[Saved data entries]
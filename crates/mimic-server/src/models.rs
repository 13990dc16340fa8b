//! Admin API response bodies.

use serde::Serialize;

/// Body of `GET /api/health`.
#[derive(Debug, Serialize)]
pub struct HealthResponse {
    pub status: &'static str,
}

/// Body of `GET /api/state`.
#[derive(Debug, Serialize)]
pub struct StateResponse {
    /// Active processing mode.
    pub mode: String,
    /// Destination pattern gating interception.
    pub destination: String,
    /// Whether a middleware command is configured.
    pub middleware: bool,
    /// Upstream endpoint override, if any.
    pub endpoint: Option<String>,
}

/// Body of `GET /api/records/count`.
#[derive(Debug, Serialize)]
pub struct CountResponse {
    pub count: u64,
}

/// Body of `DELETE /api/records`.
#[derive(Debug, Serialize)]
pub struct DeleteResponse {
    pub deleted: bool,
}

• **AIM OF THE EXERCISE**:
Throughout the data above, report every line that contains the string "struct".

• **RESPONSE**:
pub struct HealthResponse {
pub struct StateResponse {
pub struct CountResponse {
pub struct DeleteResponse {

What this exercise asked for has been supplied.